Recent advances in protein structure prediction and machine learning-driven molecule generation offer compelling reasons to revisit rational drug design.

The new possibilities of AI are, however, trying to shake up an environment that is moving forward with a very rigid inertia that is difficult to redirect. Pharmaceuticals and private investors operate far away from the development of new antibiotics and innovation has slowed down over the last four decades. Since the 1980s, no new family of antibiotics has been marketed, despite the fact that available compounds have been steadily losing efficacy due to antimicrobial resistant bacteria (AMR).

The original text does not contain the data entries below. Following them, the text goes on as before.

//! crates/portfolio_copilot_core/src/dialogue.rs
//!
//! The guided question-and-answer flow. A session walks its workflow's steps
//! one inbound message at a time; reaching the sentinel step assembles the
//! collected answers and hands them to the publisher.

use std::sync::Arc;
use tracing::{error, info, warn};

use crate::assembler::assemble;
use crate::domain::{CommitReceipt, Session, StepId};
use crate::error::CopilotError;
use crate::ports::{PortError, SessionStore, UpdatePublisher};
use crate::workflow::{match_trigger, PromptFields, TriggerMatching, GUIDANCE_MESSAGE};

/// When a session that reached its final step is removed from the store.
#[derive(Debug, Clone, Copy, PartialEq, Eq, Default)]
pub enum CleanupPolicy {
    /// Delete as soon as the final answer arrives, before publishing.
    #[default]
    OnCompletion,
    /// Delete only once the publisher confirms the commit. A failed publish
    /// keeps the session so the final answer can be sent again.
    OnPublishSuccess,
}

#[derive(Debug, Clone, Copy, Default)]
pub struct DialogueSettings {
    pub matching: TriggerMatching,
    pub cleanup: CleanupPolicy,
}

/// Result of moving a session forward by one message.
#[derive(Debug, Clone, PartialEq, Eq)]
pub enum Advance {
    Prompt(String),
    Complete,
}

/// What the engine tells the caller after handling one message.
#[derive(Debug)]
pub enum DialogueReply {
    Guidance(String),
    Prompt(String),
    Published(CommitReceipt),
    PublishFailed(PortError),
}

/// Starts a workflow on an idle session if `text` contains a trigger phrase,
/// returning the first prompt.
pub fn start(session: &mut Session, text: &str, matching: TriggerMatching) -> Option<String> {
    let workflow = match_trigger(text, matching)?;
    let first = workflow.first_step();
    session.workflow = Some(workflow);
    session.step = Some(first.id);
    session.name = None;
    session.answers.clear();
    let prompt = first.prompt.unwrap_or_default();
    Some(PromptFields::from_session(session).render(prompt))
}

/// Records `text` as the answer to the current step and moves to the next one.
pub fn advance(session: &mut Session, text: &str) -> Result<Advance, CopilotError> {
    let corrupt = || CopilotError::CorruptSession {
        workflow: session.workflow,
        step: session.step,
    };
    let (Some(workflow), Some(current)) = (session.workflow, session.step) else {
        return Err(corrupt());
    };
    if workflow.position(current).is_none() {
        return Err(corrupt());
    }
    if current == StepId::GenerateContent {
        return Ok(Advance::Complete);
    }

    // The name only feeds the greeting; it is not part of the update.
    if current == StepId::AskName {
        session.name = Some(text.to_string());
    } else {
        session.answers.insert(current, text.to_string());
    }

    match workflow.step_after(current) {
        Some(next) => match next.prompt {
            Some(template) => {
                session.step = Some(next.id);
                Ok(Advance::Prompt(PromptFields::from_session(session).render(template)))
            }
            None => Ok(Advance::Complete),
        },
        None => Ok(Advance::Complete),
    }
}

//=========================================================================================
// The Engine
//=========================================================================================

/// Drives the guided dialogue against a session store and a publisher.
#[derive(Clone)]
pub struct DialogueEngine {
    store: Arc<dyn SessionStore>,
    publisher: Arc<dyn UpdatePublisher>,
    settings: DialogueSettings,
}

impl DialogueEngine {
    pub fn new(
        store: Arc<dyn SessionStore>,
        publisher: Arc<dyn UpdatePublisher>,
        settings: DialogueSettings,
    ) -> Self {
        Self {
            store,
            publisher,
            settings,
        }
    }

    /// Handles one inbound message for `user_id`.
    pub async fn handle(&self, user_id: &str, text: &str) -> Result<DialogueReply, CopilotError> {
        let mut session = self
            .store
            .get(user_id)
            .await?
            .unwrap_or_else(|| Session::new(user_id));

        if session.is_idle() {
            return self.begin(user_id, session, text).await;
        }

        let advanced = match advance(&mut session, text) {
            Err(CopilotError::CorruptSession { workflow, step }) => {
                warn!(user_id, ?workflow, ?step, "Discarding session whose step is outside its workflow.");
                self.store.delete(user_id).await?;
                return self.begin(user_id, Session::new(user_id), text).await;
            }
            other => other?,
        };
        match advanced {
            Advance::Prompt(prompt) => {
                session.touch();
                self.store.put(user_id, &session).await?;
                info!(user_id, step = ?session.step, "Dialogue advanced.");
                Ok(DialogueReply::Prompt(prompt))
            }
            Advance::Complete => self.finish(user_id, session).await,
        }
    }

    async fn begin(&self, user_id: &str, mut session: Session, text: &str) -> Result<DialogueReply, CopilotError> {
        let Some(prompt) = start(&mut session, text, self.settings.matching) else {
            info!(user_id, "No workflow trigger in message; sending guidance.");
            return Ok(DialogueReply::Guidance(GUIDANCE_MESSAGE.to_string()));
        };
        session.touch();
        self.store.put(user_id, &session).await?;
        info!(
            user_id,
            workflow = ?session.workflow,
            "Started dialogue."
        );
        Ok(DialogueReply::Prompt(prompt))
    }

    async fn finish(&self, user_id: &str, mut session: Session) -> Result<DialogueReply, CopilotError> {
        info!(user_id, workflow = ?session.workflow, "All answers collected.");
        let update = match assemble(&session) {
            Ok(update) => update,
            Err(e) => {
                error!(user_id, "Completed session could not be assembled: {}", e);
                self.store.delete(user_id).await?;
                return Err(e.into());
            }
        };

        if self.settings.cleanup == CleanupPolicy::OnCompletion {
            self.store.delete(user_id).await?;
        }

        match self.publisher.publish(&update).await {
            Ok(receipt) => {
                if self.settings.cleanup == CleanupPolicy::OnPublishSuccess {
                    self.store.delete(user_id).await?;
                }
                info!(user_id, sha = %receipt.commit_sha, "Published portfolio update.");
                Ok(DialogueReply::Published(receipt))
            }
            Err(e) => {
                warn!(user_id, code = e.code(), "Publishing failed: {}", e);
                if self.settings.cleanup == CleanupPolicy::OnPublishSuccess {
                    session.touch();
                    self.store.put(user_id, &session).await?;
                }
                Ok(DialogueReply::PublishFailed(e))
            }
        }
    }
}
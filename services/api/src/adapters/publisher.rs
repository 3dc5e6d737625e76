//! services/api/src/adapters/publisher.rs
//!
//! The `UpdatePublisher` implementation: render the entry, splice it into the
//! portfolio page read from GitHub, and commit the page back against the SHA
//! it was read at.

use async_trait::async_trait;
use portfolio_copilot_core::domain::{CommitReceipt, UpdateRequest};
use portfolio_copilot_core::ports::{DescriptionWriter, PortError, PortResult, UpdatePublisher};
use std::sync::Arc;
use tracing::{info, warn};

use crate::adapters::github::GitHubContentsClient;
use crate::adapters::html;

#[derive(Clone)]
pub struct PortfolioPublisher {
    github: GitHubContentsClient,
    path: String,
    describer: Option<Arc<dyn DescriptionWriter>>,
}

impl PortfolioPublisher {
    pub fn new(github: GitHubContentsClient, path: impl Into<String>) -> Self {
        Self {
            github,
            path: path.into(),
            describer: None,
        }
    }

    /// Work entries without a description get one from `describer`.
    pub fn with_describer(mut self, describer: Arc<dyn DescriptionWriter>) -> Self {
        self.describer = Some(describer);
        self
    }

    async fn fill_description(&self, update: &mut UpdateRequest) {
        let (UpdateRequest::Work(entry), Some(describer)) = (update, self.describer.as_ref()) else {
            return;
        };
        if entry.description.as_deref().is_some_and(|d| !d.trim().is_empty()) {
            return;
        }
        match describer.write_job_description(entry).await {
            Ok(text) => entry.description = Some(text),
            Err(e) => warn!(company = %entry.company, "Publishing without a generated description: {}", e),
        }
    }
}

#[async_trait]
impl UpdatePublisher for PortfolioPublisher {
    async fn publish(&self, update: &UpdateRequest) -> PortResult<CommitReceipt> {
        let mut update = update.clone();
        self.fill_description(&mut update).await;
        let section = update.section();
        let fragment = html::render(&update);

        let file = self.github.fetch(&self.path).await?.ok_or_else(|| {
            PortError::NotFound(format!(
                "{} does not exist on branch {}",
                self.path,
                self.github.branch()
            ))
        })?;
        let updated = html::splice_into_section(&file.content, section, &fragment)?;

        let message = format!("Agent update to {} section", section);
        let result = self
            .github
            .commit(&self.path, &updated, &message, &file.sha)
            .await?;
        info!(%section, sha = %result.commit_sha, "Committed portfolio update.");

        Ok(CommitReceipt {
            section,
            commit_sha: result.commit_sha,
            commit_url: result.commit_url,
        })
    }
}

By mid-2025, only 32 antimicrobial drugs were in clinical development, and of these, only 12 could be considered innovative according to the WHO. The fate for most of them will be failure in clinical trials and lack of regulatory approval. 

Private investment in antimicrobial development is scarce because of the dysfunctionality of the market itself, which has meant that companies that have secured permits for new compounds in recent years have had to declare bankruptcy almost immediately. In fact, small companies account for 80% of proposed new antibiotic therapies, while 8% emerge from non-profit institutes and universities, and only 12% originate from large companies.

Each formulation requires on average around $1 billion in development, and recouping that investment is extremely difficult for a class of drugs that, unlike those that treat lifelong chronic diseases, are used for a short period of time - the duration of the infection. As a result, it could happen that AI generates a large number of promising therapeutic candidates, but there is no funding necessary for them to complete clinical trials and reach patients.

Antimicrobial resistance is projected to cause up to 1.91 million attributable deaths and 8.22 million associated deaths by 2050. Without further interventions, it will be unlikely to achieve the WHO's proposed 10% reduction in AMR mortality by 2030 and meet the requirements of the European Parliament, which in 2023 recognised AMR as one of the top three priority health threats in the EU.

On the technology side, data quality, model interpretability and real-world implementation of the results obtained from the computation remain the big challenges ahead. And it is not strictly a question of quantity: large datasets can help train advanced modelling, but smaller, well-annotated and accurate datasets can provide more valuable information by avoiding excessive noise. International collaboration is needed to share information and knowledge between institutions.

As a way to facilitate a strategic and integrative vision, some experts advocate a multidisciplinary approach that integrates AI with other emerging technologies such as synthetic biology and nanomedicine to preserve the efficacy of antibiotics in the future.